▸ **EXERCISE**
Retype every line of the records exactly.

▸ **RECORD EXCERPTS**
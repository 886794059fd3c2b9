//! Conversion of saved gas into dollars and hours of work.
//!
//! Missing market data is propagated: if any required value is absent, zero
//! or NaN the result is `None` rather than a number.

use crate::inputs::{GasAmount, HourlySalary};
use crate::models::{EthUsdRate, GasPrice};

pub const WEI_PER_GWEI: f64 = 1e9;
pub const WEI_PER_ETH: f64 = 1e18;

// Gwei -> wei -> ETH as a single exact division, so that whole dollar amounts
// survive the floor applied for display.
const GWEI_PER_ETH: f64 = WEI_PER_ETH / WEI_PER_GWEI;

fn known(value: f64) -> Option<f64> {
    if value == 0.0 || value.is_nan() {
        None
    } else {
        Some(value)
    }
}

/// Total USD saved when `calls` calls each use `gas_amount` less gas.
pub fn total_usd_saved(
    gas_price: Option<GasPrice>,
    eth_usd_rate: Option<EthUsdRate>,
    gas_amount: GasAmount,
    calls: u64,
) -> Option<f64> {
    let gas_price = known(gas_price?.0)?;
    let eth_usd_rate = known(eth_usd_rate?.0)?;
    let gas = calls as f64 * gas_amount.get() as f64;
    Some(gas * gas_price * eth_usd_rate / GWEI_PER_ETH)
}

/// Hours someone earning `hourly_salary` has to work to earn `usd_saved`.
pub fn hours_of_work_saved(usd_saved: Option<f64>, hourly_salary: HourlySalary) -> Option<f64> {
    let usd_saved = known(usd_saved?)?;
    let hourly_salary = known(hourly_salary.get())?;
    Some(usd_saved / hourly_salary)
}
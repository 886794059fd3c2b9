//! The application shell: owns the single state, fetches the market data once
//! and renders every scenario from it.

use services_core::{
    inputs::Inputs,
    models::State,
    oracle::PriceOracle,
    scenario::Scenario,
};
use std::io::{self, BufRead, Write};
use std::str::FromStr;
use thiserror::Error;

pub const HELP: &str = "\
Commands:
  gas <amount>      set the amount of gas saved per call
  salary <amount>   set the hourly salary
  show              print the savings again
  help              print this message
  quit              exit";

/// A line of user input in interactive mode.
#[derive(Debug, PartialEq)]
pub enum Command {
    GasAmount(String),
    HourlySalary(String),
    Show,
    Help,
    Quit,
}

#[derive(Debug, Error, PartialEq)]
#[error("unknown command '{0}'")]
pub struct UnknownCommand(String);

impl FromStr for Command {
    type Err = UnknownCommand;

    fn from_str(line: &str) -> Result<Self, Self::Err> {
        let mut parts = line.trim().splitn(2, char::is_whitespace);
        let name = parts.next().unwrap_or_default();
        let argument = parts.next().unwrap_or_default().trim().to_owned();
        match name {
            "gas" => Ok(Command::GasAmount(argument)),
            "salary" => Ok(Command::HourlySalary(argument)),
            "show" => Ok(Command::Show),
            "help" => Ok(Command::Help),
            "quit" | "exit" => Ok(Command::Quit),
            _ => Err(UnknownCommand(name.to_owned())),
        }
    }
}

pub struct App {
    state: State,
}

impl App {
    /// Fetches the market data exactly once and takes ownership of the
    /// initial inputs.
    pub async fn start(oracle: &PriceOracle, inputs: Inputs) -> Self {
        let market = oracle.fetch().await;
        log::info!(
            "market data: gas price {:?}, ETH/USD {:?}",
            market.gas_price,
            market.eth_usd_rate
        );
        App {
            state: State { market, inputs },
        }
    }

    pub fn state(&self) -> &State {
        &self.state
    }

    pub fn set_gas_amount(&mut self, raw: &str) {
        let gas_amount = self.state.inputs.set_gas_amount(raw);
        log::debug!("gas amount set to {} from '{}'", gas_amount, raw);
    }

    pub fn set_hourly_salary(&mut self, raw: &str) {
        let hourly_salary = self.state.inputs.set_hourly_salary(raw);
        log::debug!("hourly salary set to {} from '{}'", hourly_salary, raw);
    }

    pub fn render(&self, out: &mut impl Write) -> io::Result<()> {
        let State { market, inputs } = &self.state;
        match market.gas_price {
            Some(gas_price) => writeln!(out, "Current Gas Price: {}", gas_price)?,
            None => writeln!(out, "Current Gas Price:")?,
        }
        writeln!(out, "Amount of Gas saved per call: {}", inputs.gas_amount)?;
        writeln!(out, "Hourly salary: {}", inputs.hourly_salary)?;
        for scenario in Scenario::all(&self.state) {
            writeln!(out)?;
            write!(out, "{}", scenario)?;
        }
        writeln!(out)?;
        writeln!(out, "Market data provided by CoinGecko")?;
        out.flush()
    }

    /// Applies commands read line by line until `quit` or end of input. Every
    /// edit re-renders all scenarios.
    pub fn run_interactive(&mut self, input: impl BufRead, out: &mut impl Write) -> io::Result<()> {
        writeln!(out, "{}", HELP)?;
        for line in input.lines() {
            let line = line?;
            if line.trim().is_empty() {
                continue;
            }
            match line.parse() {
                Ok(Command::GasAmount(raw)) => {
                    self.set_gas_amount(&raw);
                    self.render(out)?;
                }
                Ok(Command::HourlySalary(raw)) => {
                    self.set_hourly_salary(&raw);
                    self.render(out)?;
                }
                Ok(Command::Show) => self.render(out)?,
                Ok(Command::Help) => writeln!(out, "{}", HELP)?,
                Ok(Command::Quit) => break,
                Err(err) => writeln!(out, "{}\n{}", err, HELP)?,
            }
        }
        Ok(())
    }
}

▸ **RESULT FOR THIS TASK**
repository 886794059fd3c2b9
//! Conversion of saved gas into dollars and hours of work.
//!
//! Missing market data is propagated: if any required value is absent, zero
//! or NaN the result is `None` rather than a number.

use crate::inputs::{GasAmount, HourlySalary};
use crate::models::{EthUsdRate, GasPrice};

pub const WEI_PER_GWEI: f64 = 1e9;
pub const WEI_PER_ETH: f64 = 1e18;

// Gwei -> wei -> ETH as a single exact division, so that whole dollar amounts
// survive the floor applied for display.
const GWEI_PER_ETH: f64 = WEI_PER_ETH / WEI_PER_GWEI;

fn known(value: f64) -> Option<f64> {
    if value == 0.0 || value.is_nan() {
        None
    } else {
        Some(value)
    }
}

/// Total USD saved when `calls` calls each use `gas_amount` less gas.
pub fn total_usd_saved(
    gas_price: Option<GasPrice>,
    eth_usd_rate: Option<EthUsdRate>,
    gas_amount: GasAmount,
    calls: u64,
) -> Option<f64> {
    let gas_price = known(gas_price?.0)?;
    let eth_usd_rate = known(eth_usd_rate?.0)?;
    let gas = calls as f64 * gas_amount.get() as f64;
    Some(gas * gas_price * eth_usd_rate / GWEI_PER_ETH)
}

/// Hours someone earning `hourly_salary` has to work to earn `usd_saved`.
pub fn hours_of_work_saved(usd_saved: Option<f64>, hourly_salary: HourlySalary) -> Option<f64> {
    let usd_saved = known(usd_saved?)?;
    let hourly_salary = known(hourly_salary.get())?;
    Some(usd_saved / hourly_salary)
}
repository 886794059fd3c2b9
//! The application shell: owns the single state, fetches the market data once
//! and renders every scenario from it.

use services_core::{
    inputs::Inputs,
    models::State,
    oracle::PriceOracle,
    scenario::Scenario,
};
use std::io::{self, BufRead, Write};
use std::str::FromStr;
use thiserror::Error;

pub const HELP: &str = "\
Commands:
  gas <amount>      set the amount of gas saved per call
  salary <amount>   set the hourly salary
  show              print the savings again
  help              print this message
  quit              exit";

/// A line of user input in interactive mode.
#[derive(Debug, PartialEq)]
pub enum Command {
    GasAmount(String),
    HourlySalary(String),
    Show,
    Help,
    Quit,
}

#[derive(Debug, Error, PartialEq)]
#[error("unknown command '{0}'")]
pub struct UnknownCommand(String);

impl FromStr for Command {
    type Err = UnknownCommand;

    fn from_str(line: &str) -> Result<Self, Self::Err> {
        let mut parts = line.trim().splitn(2, char::is_whitespace);
        let name = parts.next().unwrap_or_default();
        let argument = parts.next().unwrap_or_default().trim().to_owned();
        match name {
            "gas" => Ok(Command::GasAmount(argument)),
            "salary" => Ok(Command::HourlySalary(argument)),
            "show" => Ok(Command::Show),
            "help" => Ok(Command::Help),
            "quit" | "exit" => Ok(Command::Quit),
            _ => Err(UnknownCommand(name.to_owned())),
        }
    }
}

pub struct App {
    state: State,
}

impl App {
    /// Fetches the market data exactly once and takes ownership of the
    /// initial inputs.
    pub async fn start(oracle: &PriceOracle, inputs: Inputs) -> Self {
        let market = oracle.fetch().await;
        log::info!(
            "market data: gas price {:?}, ETH/USD {:?}",
            market.gas_price,
            market.eth_usd_rate
        );
        App {
            state: State { market, inputs },
        }
    }

    pub fn state(&self) -> &State {
        &self.state
    }

    pub fn set_gas_amount(&mut self, raw: &str) {
        let gas_amount = self.state.inputs.set_gas_amount(raw);
        log::debug!("gas amount set to {} from '{}'", gas_amount, raw);
    }

    pub fn set_hourly_salary(&mut self, raw: &str) {
        let hourly_salary = self.state.inputs.set_hourly_salary(raw);
        log::debug!("hourly salary set to {} from '{}'", hourly_salary, raw);
    }

    pub fn render(&self, out: &mut impl Write) -> io::Result<()> {
        let State { market, inputs } = &self.state;
        match market.gas_price {
            Some(gas_price) => writeln!(out, "Current Gas Price: {}", gas_price)?,
            None => writeln!(out, "Current Gas Price:")?,
        }
        writeln!(out, "Amount of Gas saved per call: {}", inputs.gas_amount)?;
        writeln!(out, "Hourly salary: {}", inputs.hourly_salary)?;
        for scenario in Scenario::all(&self.state) {
            writeln!(out)?;
            write!(out, "{}", scenario)?;
        }
        writeln!(out)?;
        writeln!(out, "Market data provided by CoinGecko")?;
        out.flush()
    }

    /// Applies commands read line by line until `quit` or end of input. Every
    /// edit re-renders all scenarios.
    pub fn run_interactive(&mut self, input: impl BufRead, out: &mut impl Write) -> io::Result<()> {
        writeln!(out, "{}", HELP)?;
        for line in input.lines() {
            let line = line?;
            if line.trim().is_empty() {
                continue;
            }
            match line.parse() {
                Ok(Command::GasAmount(raw)) => {
                    self.set_gas_amount(&raw);
                    self.render(out)?;
                }
                Ok(Command::HourlySalary(raw)) => {
                    self.set_hourly_salary(&raw);
                    self.render(out)?;
                }
                Ok(Command::Show) => self.render(out)?,
                Ok(Command::Help) => writeln!(out, "{}", HELP)?,
                Ok(Command::Quit) => break,
                Err(err) => writeln!(out, "{}\n{}", err, HELP)?,
            }
        }
        Ok(())
    }
}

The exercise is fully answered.